» **Work task**:
Count how many lines below include the string "iter". Only that number should appear in the reply.

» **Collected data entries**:
*** Block opens ***
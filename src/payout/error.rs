use thiserror::Error;

use crate::primitives::{bitcoin::AddressError, *};

#[derive(Error, Debug)]
pub enum PayoutError {
    #[error("PayoutError - Payout {0} is already committed to batch {1}")]
    PayoutAlreadyCommitted(PayoutRequestId, BatchId),
    #[error("PayoutError - Payout {0} is already cancelled")]
    PayoutAlreadyCancelled(PayoutRequestId),
    #[error("PayoutError - external_id already exists: {0}")]
    ExternalIdAlreadyExists(String),
    #[error("PayoutError - Payout value must be greater than zero")]
    ZeroValue,
    #[error("PayoutError - Invalid destination '{0}': {1}")]
    InvalidDestination(String, AddressError),
    #[error("PayoutError - NewPayoutBuilder: {0}")]
    Builder(#[from] super::NewPayoutBuilderError),
}
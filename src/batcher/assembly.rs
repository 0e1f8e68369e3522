use crate::{
    batch::PayoutBatch,
    ledger::error::LedgerError,
    payout::error::PayoutError,
    primitives::{bitcoin::*, Satoshis},
    signing_client::error::SigningClientError,
};

/// Builds the unsigned spend of a batch: its inputs in batch order, one
/// output per payout and the change output last.
pub(super) fn unsigned_transaction(
    batch: &PayoutBatch,
    network: Network,
    change_address: Option<&Address>,
) -> Result<Transaction, LedgerError> {
    let input = batch
        .inputs
        .iter()
        .map(|outpoint| TxIn {
            previous_output: *outpoint,
            script_sig: ScriptBuf::new(),
            sequence: Sequence::ENABLE_RBF_NO_LOCKTIME,
            witness: Witness::new(),
        })
        .collect();

    let mut output = Vec::with_capacity(batch.payouts.len() + 1);
    for payout in batch.payouts.iter() {
        let address = payout
            .destination
            .onchain_address(network)
            .map_err(|e| PayoutError::InvalidDestination(payout.destination.to_string(), e))?;
        output.push(TxOut {
            value: u64::from(payout.value),
            script_pubkey: address.script_pubkey(),
        });
    }
    if batch.change > Satoshis::ZERO {
        let change_address = change_address.ok_or(SigningClientError::MissingChangeAddress)?;
        output.push(TxOut {
            value: u64::from(batch.change),
            script_pubkey: change_address.script_pubkey(),
        });
    }

    Ok(Transaction {
        version: 2,
        lock_time: LockTime::ZERO,
        input,
        output,
    })
}
//! Token sealing and verification for waxseal.
//!
//! Includes the AEAD cipher seam, the CSPRNG nonce-source seam, and the
//! `Signer` that combines them.

pub mod aead;
pub mod nonce;
pub mod signer;

pub use signer::Signer;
*** Block closes ***
» **Solution to the problem**:
2